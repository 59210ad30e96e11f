//! `PostgreSQL` repository implementation for task storage.
//!
//! The aggregate's participant and label sets are persisted as
//! composite-keyed edge rows; store, update, and delete run the task row
//! and its edges inside one transaction.

use super::{
    models::{NewTaskLabelRow, NewTaskParticipantRow, NewTaskRow, TaskRow},
    schema::{task_labels, task_participants, tasks},
};
use crate::label::domain::LabelId;
use crate::task::{
    domain::{PersistedTaskData, Progress, Task, TaskId, TaskStatus, TaskTitle},
    ports::{Page, TaskListFilter, TaskRepository, TaskRepositoryError, TaskRepositoryResult},
};
use crate::user::domain::UserId;
use async_trait::async_trait;
use diesel::pg::PgConnection;
use diesel::prelude::*;
use diesel::r2d2::{ConnectionManager, Pool};
use diesel::result::{DatabaseErrorKind, Error as DieselError};
use std::collections::{BTreeSet, HashMap};
use uuid::Uuid;

/// `PostgreSQL` connection pool type used by task adapters.
pub type TaskPgPool = Pool<ConnectionManager<PgConnection>>;

/// `PostgreSQL`-backed task repository.
#[derive(Debug, Clone)]
pub struct PostgresTaskRepository {
    pool: TaskPgPool,
}

impl From<DieselError> for TaskRepositoryError {
    fn from(err: DieselError) -> Self {
        Self::persistence(err)
    }
}

impl PostgresTaskRepository {
    /// Creates a new repository from a `PostgreSQL` connection pool.
    #[must_use]
    pub const fn new(pool: TaskPgPool) -> Self {
        Self { pool }
    }

    async fn run_blocking<F, T>(&self, f: F) -> TaskRepositoryResult<T>
    where
        F: FnOnce(&mut PgConnection) -> TaskRepositoryResult<T> + Send + 'static,
        T: Send + 'static,
    {
        let pool = self.pool.clone();
        tokio::task::spawn_blocking(move || {
            let mut connection = pool.get().map_err(TaskRepositoryError::persistence)?;
            f(&mut connection)
        })
        .await
        .map_err(TaskRepositoryError::persistence)?
    }
}

#[async_trait]
impl TaskRepository for PostgresTaskRepository {
    async fn store(&self, task: &Task) -> TaskRepositoryResult<()> {
        let task_id = task.id();
        let new_row = to_new_row(task);
        let participant_rows = participant_rows(task);
        let label_rows = label_rows(task);

        self.run_blocking(move |connection| {
            connection.transaction::<_, TaskRepositoryError, _>(|conn| {
                diesel::insert_into(tasks::table)
                    .values(&new_row)
                    .execute(conn)
                    .map_err(|err| match err {
                        DieselError::DatabaseError(DatabaseErrorKind::UniqueViolation, _) => {
                            TaskRepositoryError::DuplicateTask(task_id)
                        }
                        _ => TaskRepositoryError::persistence(err),
                    })?;

                insert_edges(conn, &participant_rows, &label_rows)?;
                Ok(())
            })
        })
        .await
    }

    async fn update(&self, task: &Task) -> TaskRepositoryResult<()> {
        let task_id = task.id();
        let row = to_new_row(task);
        let participant_rows = participant_rows(task);
        let label_rows = label_rows(task);

        self.run_blocking(move |connection| {
            connection.transaction::<_, TaskRepositoryError, _>(|conn| {
                let affected = diesel::update(tasks::table.find(task_id.into_inner()))
                    .set((
                        tasks::title.eq(&row.title),
                        tasks::description.eq(&row.description),
                        tasks::status.eq(&row.status),
                        tasks::progress.eq(row.progress),
                        tasks::is_active.eq(row.is_active),
                        tasks::due_date.eq(row.due_date),
                        tasks::updated_at.eq(row.updated_at),
                    ))
                    .execute(conn)?;

                if affected == 0 {
                    return Err(TaskRepositoryError::NotFound(task_id));
                }

                delete_edges(conn, task_id)?;
                insert_edges(conn, &participant_rows, &label_rows)?;
                Ok(())
            })
        })
        .await
    }

    async fn delete(&self, id: TaskId) -> TaskRepositoryResult<()> {
        self.run_blocking(move |connection| {
            connection.transaction::<_, TaskRepositoryError, _>(|conn| {
                delete_edges(conn, id)?;
                let affected =
                    diesel::delete(tasks::table.find(id.into_inner())).execute(conn)?;

                if affected == 0 {
                    return Err(TaskRepositoryError::NotFound(id));
                }
                Ok(())
            })
        })
        .await
    }

    async fn find_by_id(&self, id: TaskId) -> TaskRepositoryResult<Option<Task>> {
        self.run_blocking(move |connection| {
            let row = tasks::table
                .find(id.into_inner())
                .select(TaskRow::as_select())
                .first::<TaskRow>(connection)
                .optional()?;

            let Some(row) = row else {
                return Ok(None);
            };

            let mut edges = load_edges(connection, &[row.id])?;
            let (participants, labels) = edges.remove(&row.id).unwrap_or_default();
            row_to_task(row, participants, labels).map(Some)
        })
        .await
    }

    async fn list_visible(
        &self,
        actor: UserId,
        filter: TaskListFilter,
        page: Page,
    ) -> TaskRepositoryResult<Vec<Task>> {
        let actor_id = actor.into_inner();

        self.run_blocking(move |connection| {
            let participating = task_participants::table
                .filter(task_participants::user_id.eq(actor_id))
                .select(task_participants::task_id);

            let mut query = tasks::table
                .filter(
                    tasks::owner_id
                        .eq(actor_id)
                        .or(tasks::id.eq_any(participating)),
                )
                .filter(tasks::is_active.eq(filter.is_active))
                .select(TaskRow::as_select())
                .into_boxed();

            if let Some(status) = filter.status {
                query = query.filter(tasks::status.eq(status.as_str()));
            }

            let rows = query
                .order(tasks::created_at.asc())
                .offset(i64::from(page.skip))
                .limit(i64::from(page.limit))
                .load::<TaskRow>(connection)?;

            let ids: Vec<Uuid> = rows.iter().map(|row| row.id).collect();
            let mut edges = load_edges(connection, &ids)?;

            rows.into_iter()
                .map(|row| {
                    let (participants, labels) = edges.remove(&row.id).unwrap_or_default();
                    row_to_task(row, participants, labels)
                })
                .collect()
        })
        .await
    }

    async fn count_label_usage(&self) -> TaskRepositoryResult<Vec<(LabelId, u64)>> {
        self.run_blocking(move |connection| {
            let counts = task_labels::table
                .group_by(task_labels::label_id)
                .select((task_labels::label_id, diesel::dsl::count_star()))
                .load::<(Uuid, i64)>(connection)?;

            Ok(counts
                .into_iter()
                .map(|(label_id, count)| {
                    (
                        LabelId::from_uuid(label_id),
                        u64::try_from(count).unwrap_or_default(),
                    )
                })
                .collect())
        })
        .await
    }

    async fn purge_label(&self, label: LabelId) -> TaskRepositoryResult<()> {
        self.run_blocking(move |connection| {
            diesel::delete(
                task_labels::table.filter(task_labels::label_id.eq(label.into_inner())),
            )
            .execute(connection)?;
            Ok(())
        })
        .await
    }
}

fn to_new_row(task: &Task) -> NewTaskRow {
    NewTaskRow {
        id: task.id().into_inner(),
        title: task.title().as_str().to_owned(),
        description: task.description().map(ToOwned::to_owned),
        status: task.status().as_str().to_owned(),
        progress: task.progress().into(),
        is_active: task.is_active(),
        due_date: task.due_date(),
        owner_id: task.owner().into_inner(),
        created_at: task.created_at(),
        updated_at: task.updated_at(),
    }
}

fn participant_rows(task: &Task) -> Vec<NewTaskParticipantRow> {
    task.participants()
        .iter()
        .map(|user| NewTaskParticipantRow {
            task_id: task.id().into_inner(),
            user_id: user.into_inner(),
        })
        .collect()
}

fn label_rows(task: &Task) -> Vec<NewTaskLabelRow> {
    task.labels()
        .iter()
        .map(|label| NewTaskLabelRow {
            task_id: task.id().into_inner(),
            label_id: label.into_inner(),
        })
        .collect()
}

fn insert_edges(
    conn: &mut PgConnection,
    participants: &[NewTaskParticipantRow],
    labels: &[NewTaskLabelRow],
) -> TaskRepositoryResult<()> {
    if !participants.is_empty() {
        diesel::insert_into(task_participants::table)
            .values(participants)
            .execute(conn)?;
    }
    if !labels.is_empty() {
        diesel::insert_into(task_labels::table)
            .values(labels)
            .execute(conn)?;
    }
    Ok(())
}

fn delete_edges(conn: &mut PgConnection, task_id: TaskId) -> TaskRepositoryResult<()> {
    diesel::delete(
        task_participants::table.filter(task_participants::task_id.eq(task_id.into_inner())),
    )
    .execute(conn)?;
    diesel::delete(task_labels::table.filter(task_labels::task_id.eq(task_id.into_inner())))
        .execute(conn)?;
    Ok(())
}

type EdgeSets = (BTreeSet<UserId>, BTreeSet<LabelId>);

/// Batch-loads participant and label edges for the given task rows.
fn load_edges(
    conn: &mut PgConnection,
    task_ids: &[Uuid],
) -> TaskRepositoryResult<HashMap<Uuid, EdgeSets>> {
    let mut edges: HashMap<Uuid, EdgeSets> = HashMap::new();

    if task_ids.is_empty() {
        return Ok(edges);
    }

    let participant_edges: Vec<(Uuid, Uuid)> = task_participants::table
        .filter(task_participants::task_id.eq_any(task_ids))
        .select((task_participants::task_id, task_participants::user_id))
        .load(conn)?;
    for (task_id, user_id) in participant_edges {
        edges
            .entry(task_id)
            .or_default()
            .0
            .insert(UserId::from_uuid(user_id));
    }

    let label_edges: Vec<(Uuid, Uuid)> = task_labels::table
        .filter(task_labels::task_id.eq_any(task_ids))
        .select((task_labels::task_id, task_labels::label_id))
        .load(conn)?;
    for (task_id, label_id) in label_edges {
        edges
            .entry(task_id)
            .or_default()
            .1
            .insert(LabelId::from_uuid(label_id));
    }

    Ok(edges)
}

fn row_to_task(
    row: TaskRow,
    participants: BTreeSet<UserId>,
    labels: BTreeSet<LabelId>,
) -> TaskRepositoryResult<Task> {
    let title = TaskTitle::new(row.title).map_err(TaskRepositoryError::persistence)?;
    let status =
        TaskStatus::try_from(row.status.as_str()).map_err(TaskRepositoryError::persistence)?;
    let progress = Progress::try_from(row.progress).map_err(TaskRepositoryError::persistence)?;

    Ok(Task::from_persisted(PersistedTaskData {
        id: TaskId::from_uuid(row.id),
        title,
        description: row.description,
        status,
        progress,
        is_active: row.is_active,
        due_date: row.due_date,
        owner: UserId::from_uuid(row.owner_id),
        participants,
        labels,
        created_at: row.created_at,
        updated_at: row.updated_at,
    }))
}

----

Find out how many lines of the listing above include the word "NewTaskParticipantRow", and give that number alone.

4